YOUR GOAL :: Your answer is a copy of every line in the records where "info" appears.

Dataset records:
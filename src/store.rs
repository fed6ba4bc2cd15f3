use crate::cache::{CacheKey, QueryCache};
use crate::clock::{Clock, SystemClock};
use crate::completion::reconcile;
use crate::config::StoreConfig;
use crate::db::{RecordStore, SqliteRecordStore};
use crate::errors::{AppError, AppResult};
use crate::models::{CreateEvent, Event, StoreSnapshot, StoreState, UpdateEvent};
use crate::scheduler::{CompletionScheduler, ExecutorFuture};
use chrono::{NaiveDate, NaiveDateTime};
use std::sync::atomic::{AtomicU64, Ordering};
use std::sync::{Arc, Mutex, MutexGuard};
use tokio::sync::watch;

/// Reactive container for the events of the current view.
///
/// Every mutation writes through to the [`RecordStore`], drops all cached
/// listings, and reloads the current view. Reloads reconcile past-due events
/// and re-arm completion checks for the ones still ahead.
pub struct EventStore {
    records: Arc<dyn RecordStore>,
    clock: Arc<dyn Clock>,
    cache: Mutex<QueryCache>,
    scheduler: CompletionScheduler,
    state: Mutex<StoreState>,
    snapshot: watch::Sender<StoreSnapshot>,
    refresh_seq: AtomicU64,
}

impl EventStore {
    pub fn new(records: Arc<dyn RecordStore>, clock: Arc<dyn Clock>, config: &StoreConfig) -> Arc<Self> {
        let (snapshot, _) = watch::channel(StoreSnapshot::default());
        let scheduler = CompletionScheduler::new();

        let this = Arc::new(Self {
            records,
            clock,
            cache: Mutex::new(QueryCache::new(config.cache_ttl())),
            scheduler: scheduler.clone(),
            state: Mutex::new(StoreState::Uninitialized),
            snapshot,
            refresh_seq: AtomicU64::new(0),
        });

        let weak = Arc::downgrade(&this);
        scheduler.set_executor(Arc::new(move |event_id: i64| -> ExecutorFuture {
            let weak = weak.clone();
            Box::pin(async move {
                if let Some(strong) = weak.upgrade() {
                    strong.complete_due_event(event_id).await;
                }
            })
        }));

        this
    }

    /// SQLite-backed store on the configured path, driven by the system clock.
    pub fn open(config: &StoreConfig) -> Arc<Self> {
        let records = Arc::new(SqliteRecordStore::new(&config.database_path));
        Self::new(records, Arc::new(SystemClock), config)
    }

    pub fn state(&self) -> StoreState {
        *self.lock_state()
    }

    pub fn snapshot(&self) -> StoreSnapshot {
        self.snapshot.borrow().clone()
    }

    pub fn subscribe(&self) -> watch::Receiver<StoreSnapshot> {
        self.snapshot.subscribe()
    }

    pub fn scheduler(&self) -> &CompletionScheduler {
        &self.scheduler
    }

    pub async fn initialize(&self) -> AppResult<()> {
        {
            let mut state = self.lock_state();
            if matches!(*state, StoreState::Ready | StoreState::Initializing) {
                return Ok(());
            }
            *state = StoreState::Initializing;
        }
        self.publish(|snapshot| {
            snapshot.loading = true;
            snapshot.error = None;
        });

        match self.records.init().await {
            Ok(()) => {
                *self.lock_state() = StoreState::Ready;
                self.publish(|snapshot| snapshot.is_ready = true);
                tracing::info!("event store ready");
                self.refresh().await;
                Ok(())
            }
            Err(error) => {
                *self.lock_state() = StoreState::Failed;
                tracing::error!(error = %error, "event store initialization failed");
                self.publish(|snapshot| {
                    snapshot.loading = false;
                    snapshot.is_ready = false;
                    snapshot.error = Some(error.to_string());
                });
                Err(error)
            }
        }
    }

    pub async fn fetch_events(&self) {
        if !self.ready_for_read("fetch events") {
            return;
        }
        self.load(CacheKey::All).await;
    }

    pub async fn fetch_events_by_date(&self, date: NaiveDate) {
        if !self.ready_for_read("fetch events by date") {
            return;
        }
        self.load(CacheKey::Date(date)).await;
    }

    /// Reloads whatever view is selected: one day, or everything.
    pub async fn refresh(&self) {
        if !self.ready_for_read("refresh events") {
            return;
        }
        let key = CacheKey::for_selection(self.snapshot.borrow().selected_date);
        self.load(key).await;
    }

    pub async fn set_selected_date(&self, date: Option<NaiveDate>) {
        self.publish(|snapshot| {
            snapshot.loading = true;
            snapshot.selected_date = date;
        });
        if !self.ready_for_read("select a date") {
            self.publish(|snapshot| snapshot.loading = false);
            return;
        }
        self.refresh().await;
    }

    pub async fn add_event(&self, payload: CreateEvent) -> AppResult<i64> {
        self.ensure_ready("add an event")?;
        if let Err(error) = payload.validate() {
            return Err(self.fail("add event", error));
        }
        self.publish(|snapshot| snapshot.loading = true);

        match self.records.insert(payload).await {
            Ok(id) => {
                tracing::info!(event_id = id, "event added");
                self.invalidate_cache();
                self.refresh().await;
                Ok(id)
            }
            Err(error) => Err(self.fail("add event", error)),
        }
    }

    pub async fn update_event(&self, id: i64, changes: UpdateEvent) -> AppResult<()> {
        self.ensure_ready("update an event")?;
        if let Err(error) = changes.validate() {
            return Err(self.fail("update event", error));
        }
        self.publish(|snapshot| snapshot.loading = true);

        match self.records.update(id, changes).await {
            Ok(()) => {
                self.scheduler.cancel(id);
                self.invalidate_cache();
                self.refresh().await;
                Ok(())
            }
            Err(error) => Err(self.fail("update event", error)),
        }
    }

    pub async fn delete_event(&self, id: i64) -> AppResult<()> {
        self.ensure_ready("delete an event")?;
        self.scheduler.cancel(id);
        self.publish(|snapshot| snapshot.loading = true);

        match self.records.delete(id).await {
            Ok(()) => {
                tracing::info!(event_id = id, "event deleted");
                self.invalidate_cache();
                self.refresh().await;
                Ok(())
            }
            Err(error) => Err(self.fail("delete event", error)),
        }
    }

    pub async fn mark_event_as_completed(&self, id: i64, completed: bool) -> AppResult<()> {
        self.ensure_ready("change completion")?;
        if completed {
            self.scheduler.cancel(id);
        }
        self.publish(|snapshot| snapshot.loading = true);

        match self.records.update(id, UpdateEvent::completed(completed)).await {
            Ok(()) => {
                self.invalidate_cache();
                self.refresh().await;
                Ok(())
            }
            Err(error) => Err(self.fail("change completion", error)),
        }
    }

    pub fn clear_error(&self) {
        self.publish(|snapshot| snapshot.error = None);
    }

    pub fn clear_cache(&self) {
        self.invalidate_cache();
    }

    /// Cancels every armed completion check. The published snapshot is kept.
    pub fn teardown(&self) {
        let cancelled = self.scheduler.cancel_all();
        tracing::info!(cancelled, "event store torn down");
    }

    async fn load(&self, key: CacheKey) {
        let seq = self.refresh_seq.fetch_add(1, Ordering::SeqCst) + 1;
        self.publish(|snapshot| snapshot.loading = true);
        let now = self.clock.now();

        let cached = self.lock_cache().get(&key);
        let events = match cached {
            Some(events) => {
                tracing::debug!(key = %key, "event cache hit");
                let (events, flipped) = reconcile(events, now);
                if !flipped.is_empty() {
                    self.lock_cache().replace_events(&key, events.clone());
                    self.persist_completions(flipped);
                }
                events
            }
            None => {
                tracing::debug!(key = %key, "event cache miss");
                let fetched = match key {
                    CacheKey::All => self.records.get_all().await,
                    CacheKey::Date(date) => self.records.get_by_date(date).await,
                };
                // A newer reload started while this one awaited storage; its
                // result owns the cache, the timers and the snapshot.
                if !self.is_latest_refresh(seq) {
                    tracing::debug!(key = %key, seq, "dropping superseded refresh result");
                    return;
                }
                match fetched {
                    Ok(events) => self.absorb_fetched(key, events, now),
                    Err(error) => {
                        tracing::warn!(key = %key, error = %error, "failed to load events");
                        self.publish(|snapshot| {
                            snapshot.loading = false;
                            snapshot.error = Some(error.to_string());
                        });
                        return;
                    }
                }
            }
        };

        if !self.is_latest_refresh(seq) {
            tracing::debug!(key = %key, seq, "dropping superseded refresh result");
            return;
        }
        self.publish(|snapshot| {
            snapshot.events = events;
            snapshot.loading = false;
            snapshot.error = None;
        });
    }

    fn absorb_fetched(&self, key: CacheKey, events: Vec<Event>, now: NaiveDateTime) -> Vec<Event> {
        let (events, flipped) = reconcile(events, now);
        self.persist_completions(flipped);
        for event in &events {
            self.scheduler.arm(event, now);
        }
        self.lock_cache().put(key, events.clone());
        events
    }

    /// Writes completion flags found by a reconcile pass. Failures are only
    /// logged; the refresh that found them carries on regardless.
    fn persist_completions(&self, flipped: Vec<i64>) {
        for id in flipped {
            self.scheduler.cancel(id);
            let records = self.records.clone();
            tokio::spawn(async move {
                if let Err(error) = records.update(id, UpdateEvent::completed(true)).await {
                    tracing::warn!(event_id = id, error = %error, "failed to persist auto-completion");
                }
            });
        }
    }

    async fn complete_due_event(&self, id: i64) {
        if let Err(error) = self.records.update(id, UpdateEvent::completed(true)).await {
            tracing::warn!(event_id = id, error = %error, "failed to persist scheduled completion");
        }
        self.invalidate_cache();
        self.refresh().await;
    }

    fn ensure_ready(&self, operation: &str) -> AppResult<()> {
        if self.state() == StoreState::Ready {
            return Ok(());
        }
        let error = AppError::NotReady(format!("cannot {} before the event store is initialized", operation));
        Err(self.fail(operation, error))
    }

    fn ready_for_read(&self, operation: &str) -> bool {
        let state = self.state();
        if state == StoreState::Ready {
            return true;
        }
        tracing::warn!(operation, state = state.as_str(), "event store not initialized; ignoring read");
        false
    }

    fn fail(&self, operation: &str, error: AppError) -> AppError {
        tracing::warn!(operation, error = %error, "event store operation failed");
        self.publish(|snapshot| {
            snapshot.loading = false;
            snapshot.error = Some(error.to_string());
        });
        error
    }

    fn is_latest_refresh(&self, seq: u64) -> bool {
        self.refresh_seq.load(Ordering::SeqCst) == seq
    }

    fn invalidate_cache(&self) {
        self.lock_cache().invalidate_all();
    }

    fn publish(&self, update: impl FnOnce(&mut StoreSnapshot)) {
        self.snapshot.send_modify(update);
    }

    fn lock_cache(&self) -> MutexGuard<'_, QueryCache> {
        self.cache.lock().unwrap_or_else(|poisoned| poisoned.into_inner())
    }

    fn lock_state(&self) -> MutexGuard<'_, StoreState> {
        self.state.lock().unwrap_or_else(|poisoned| poisoned.into_inner())
    }
}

ANSWER TO THIS TASK ::
                tracing::info!("event store ready");
                tracing::info!(event_id = id, "event added");
                tracing::info!(event_id = id, "event deleted");
        tracing::info!(cancelled, "event store torn down");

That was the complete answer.